- Interactive map of Z-Best BBQ

Restaurant information
- Established: 2010
- Owner: Darwin Copeland (as of 2017)
- Location: 2900 Bedford Ave 1317 Fifth Avenue (2010-2020), Pittsburgh, Allegheny, Pennsylvania, 15219, United States
- Coordinates: 40°27′09″N 79°58′02″W﻿ / ﻿40.45257°N 79.96724°W

= Z-Best BBQ =

Z-Best BBQ is a barbecue restaurant that was previously located on Fifth Avenue in Pittsburgh, Pennsylvania and now currently operates out of the basement of the former St Richard's church on Bedford Avenue.

==History==
Z-Best BBQ was opened for business in 2010 on Fifth Avenue in Uptown Pittsburgh and operated there until a 2020 fire forced them to relocate to the basement of the former St Richard's church on Bedford Avenue.
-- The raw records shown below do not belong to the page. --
#[cfg(test)]
mod tests {
    use super::*;
    use async_trait::async_trait;
    use introute_core::routing::{Performance, TierMatch};
    use introute_core::scenario::{Scenario, ScenarioCategory};
    use std::sync::Mutex as StdMutex;

    #[derive(Default)]
    struct CountingNotifier {
        alerts: StdMutex<Vec<Alert>>,
    }

    impl CountingNotifier {
        fn codes(&self) -> Vec<String> {
            self.alerts.lock().unwrap().iter().map(|a| a.code.clone()).collect()
        }
    }

    #[async_trait]
    impl Notifier for CountingNotifier {
        async fn send_alert(&self, alert: Alert) {
            self.alerts.lock().unwrap().push(alert);
        }
    }

    fn template() -> Template {
        let mut t = Template::new("tpl_1", "Clinic");
        t.categories.push(ScenarioCategory {
            name: "booking".into(),
            scenarios: vec![Scenario::new("sc_1", "Book")],
        });
        t
    }

    fn monitor() -> (CostAndHealthMonitor, Arc<CountingNotifier>) {
        let notifier = Arc::new(CountingNotifier::default());
        (CostAndHealthMonitor::new(notifier.clone()), notifier)
    }

    fn obs<'a>(
        result: &'a RoutingResult,
        ctx: &'a CallContext,
        template: &'a Template,
    ) -> CallObservation<'a> {
        CallObservation {
            result,
            ctx,
            template,
            tier1_confidence: None,
            tier2_confidence: None,
            patterns_extracted: 0,
        }
    }

    #[tokio::test]
    async fn failure_raises_critical_once_per_cooldown() {
        let (monitor, notifier) = monitor();
        let t = template();
        let ctx = CallContext::new("call_1", "tpl_1");
        let result = RoutingResult::failure(Tier::Model, "provider timeout");

        monitor.observe(obs(&result, &ctx, &t)).await;
        monitor.observe(obs(&result, &ctx, &t)).await;

        let codes = notifier.codes();
        assert_eq!(
            codes.iter().filter(|c| *c == "routing_failure").count(),
            1,
            "second identical failure within cooldown must be suppressed"
        );
        let alerts = notifier.alerts.lock().unwrap();
        assert_eq!(alerts[0].severity, AlertSeverity::Critical);
    }

    #[tokio::test]
    async fn total_miss_severity_scales_with_confidence() {
        let (monitor, notifier) = monitor();
        let mut t_low = template();
        t_low.id = "tpl_low".into();
        let ctx_low = CallContext::new("call_1", "tpl_low");
        let result = RoutingResult::no_match(Tier::Model, "nothing fit");

        let mut observation = obs(&result, &ctx_low, &t_low);
        observation.tier1_confidence = Some(0.1);
        monitor.observe(observation).await;

        let mut t_high = template();
        t_high.id = "tpl_high".into();
        let ctx_high = CallContext::new("call_2", "tpl_high");
        let mut observation = obs(&result, &ctx_high, &t_high);
        observation.tier1_confidence = Some(0.7);
        monitor.observe(observation).await;

        let alerts = notifier.alerts.lock().unwrap();
        let miss_alerts: Vec<_> = alerts.iter().filter(|a| a.code == "no_match").collect();
        assert_eq!(miss_alerts.len(), 2);
        assert_eq!(miss_alerts[0].severity, AlertSeverity::Info);
        assert_eq!(miss_alerts[1].severity, AlertSeverity::Warning);
    }

    #[tokio::test]
    async fn slow_tier_names_the_offender() {
        let (monitor, notifier) = monitor();
        let t = template();
        let ctx = CallContext::new("call_1", "tpl_1");
        let result = RoutingResult::matched(
            Tier::Lexical,
            TierMatch {
                scenario_id: "sc_1".into(),
                confidence: 0.7,
                rationale: "ok".into(),
            },
        )
        .with_performance(Performance {
            tier1_ms: Some(3),
            tier2_ms: Some(5_000), // ceiling is 2_000
            total_ms: 5_003,
            ..Default::default()
        });

        monitor.observe(obs(&result, &ctx, &t)).await;

        let alerts = notifier.alerts.lock().unwrap();
        let slow: Vec<_> = alerts.iter().filter(|a| a.code == "slow_tier").collect();
        assert_eq!(slow.len(), 1);
        assert!(slow[0].message.contains("tier2_lexical"));
        assert!(slow[0].message.contains("5000ms"));
    }

    #[tokio::test]
    async fn expensive_call_warns() {
        let (monitor, notifier) = monitor();
        let t = template();
        let ctx = CallContext::new("call_1", "tpl_1");
        let result = RoutingResult::matched(
            Tier::Model,
            TierMatch {
                scenario_id: "sc_1".into(),
                confidence: 0.9,
                rationale: "ok".into(),
            },
        )
        .with_performance(Performance {
            tier3_ms: Some(900),
            total_ms: 900,
            cost_usd: 0.12, // ceiling is 0.05
            ..Default::default()
        });

        let mut observation = obs(&result, &ctx, &t);
        observation.patterns_extracted = 1; // quiet the learning-stall rule
        monitor.observe(observation).await;
        assert!(notifier.codes().contains(&"expensive_call".to_string()));
    }

    #[tokio::test]
    async fn tier3_match_without_patterns_is_informational() {
        let (monitor, notifier) = monitor();
        let t = template();
        let ctx = CallContext::new("call_1", "tpl_1");
        let result = RoutingResult::matched(
            Tier::Model,
            TierMatch {
                scenario_id: "sc_1".into(),
                confidence: 0.9,
                rationale: "ok".into(),
            },
        );

        monitor.observe(obs(&result, &ctx, &t)).await;
        assert!(notifier.codes().contains(&"learning_stall".to_string()));
    }

    #[tokio::test]
    async fn near_miss_fires_only_inside_margin() {
        let (monitor, notifier) = monitor();
        let t = template(); // tier1_threshold 0.80
        let ctx = CallContext::new("call_1", "tpl_1");
        let result = RoutingResult::matched(
            Tier::Lexical,
            TierMatch {
                scenario_id: "sc_1".into(),
                confidence: 0.7,
                rationale: "ok".into(),
            },
        );

        let mut observation = obs(&result, &ctx, &t);
        observation.tier1_confidence = Some(0.75); // within 0.1 of 0.80
        monitor.observe(observation).await;
        assert!(notifier.codes().contains(&"tier1_near_miss".to_string()));

        let mut t2 = template();
        t2.id = "tpl_2".into();
        let ctx2 = CallContext::new("call_2", "tpl_2");
        let mut observation = obs(&result, &ctx2, &t2);
        observation.tier1_confidence = Some(0.4); // far below
        monitor.observe(observation).await;
        let near: Vec<_> = notifier
            .codes()
            .into_iter()
            .filter(|c| c == "tier1_near_miss")
            .collect();
        assert_eq!(near.len(), 1);
    }

    fn current_month_key() -> u32 {
        use chrono::Datelike;
        let now = Utc::now();
        now.year() as u32 * 100 + now.month()
    }

    #[tokio::test]
    async fn budget_warning_then_critical() {
        let (monitor, notifier) = monitor();
        let ctx = CallContext::new("call_1", "tpl_1");
        let result = RoutingResult::no_match(Tier::Model, "x");

        let mut t = template();
        t.budget.monthly_budget_usd = 10.0;
        t.budget.current_spend_usd = 8.2; // 82%
        t.budget.month = current_month_key();
        let mut observation = obs(&result, &ctx, &t);
        observation.tier1_confidence = Some(0.1);
        monitor.observe(observation).await;
        assert!(notifier.codes().contains(&"budget_warning".to_string()));
        assert!(!notifier.codes().contains(&"budget_exceeded".to_string()));

        t.budget.current_spend_usd = 10.1; // 101%
        let mut observation = obs(&result, &ctx, &t);
        observation.tier1_confidence = Some(0.1);
        monitor.observe(observation).await;
        assert!(notifier.codes().contains(&"budget_exceeded".to_string()));
    }

    #[tokio::test]
    async fn stale_month_spend_does_not_alert() {
        let (monitor, notifier) = monitor();
        let ctx = CallContext::new("call_1", "tpl_1");
        let result = RoutingResult::matched(
            Tier::Rule,
            TierMatch {
                scenario_id: "sc_1".into(),
                confidence: 0.9,
                rationale: "trigger hit".into(),
            },
        );

        // Budget fully spent, but in a long-gone accounting month.
        let mut t = template();
        t.budget.monthly_budget_usd = 10.0;
        t.budget.current_spend_usd = 10.0;
        t.budget.month = 202501;
        monitor.observe(obs(&result, &ctx, &t)).await;

        let codes = notifier.codes();
        assert!(
            !codes.contains(&"budget_exceeded".to_string())
                && !codes.contains(&"budget_warning".to_string()),
            "last month's spend must not alert after rollover, got {codes:?}"
        );
    }

    #[tokio::test]
    async fn config_issues_are_reported_with_mapped_severity() {
        let (monitor, notifier) = monitor();
        let t = Template::new("tpl_empty", "Empty");
        let issues = t.validate();
        monitor.report_config_issues(&issues, &t).await;

        let alerts = notifier.alerts.lock().unwrap();
        assert_eq!(alerts.len(), 1);
        assert_eq!(alerts[0].code, "template_config");
        assert_eq!(alerts[0].severity, AlertSeverity::Critical);
    }

    #[tokio::test]
    async fn healthy_call_raises_nothing() {
        let (monitor, notifier) = monitor();
        let t = template();
        let ctx = CallContext::new("call_1", "tpl_1");
        let result = RoutingResult::matched(
            Tier::Rule,
            TierMatch {
                scenario_id: "sc_1".into(),
                confidence: 0.92,
                rationale: "trigger hit".into(),
            },
        )
        .with_performance(Performance {
            tier1_ms: Some(2),
            total_ms: 2,
            ..Default::default()
        });

        monitor.observe(obs(&result, &ctx, &t)).await;
        assert!(notifier.alerts.lock().unwrap().is_empty());
    }
}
In July 2021, it was reported that Z-best BBQ was awarded $11,475 in federal relief funds due to complications from the COVID-19 pandemic in Pennsylvania.

==Cuisine==
Z-best BBQ serves traditional American barbecue dishes such as slow-cooked chicken, pork and beef ribs as well as sides such as mashed potatoes and mac and cheese.

==Reception==
Eater placed Z-best BBQ at number 16 on their list of the 38 best restaurants in Pittsburgh.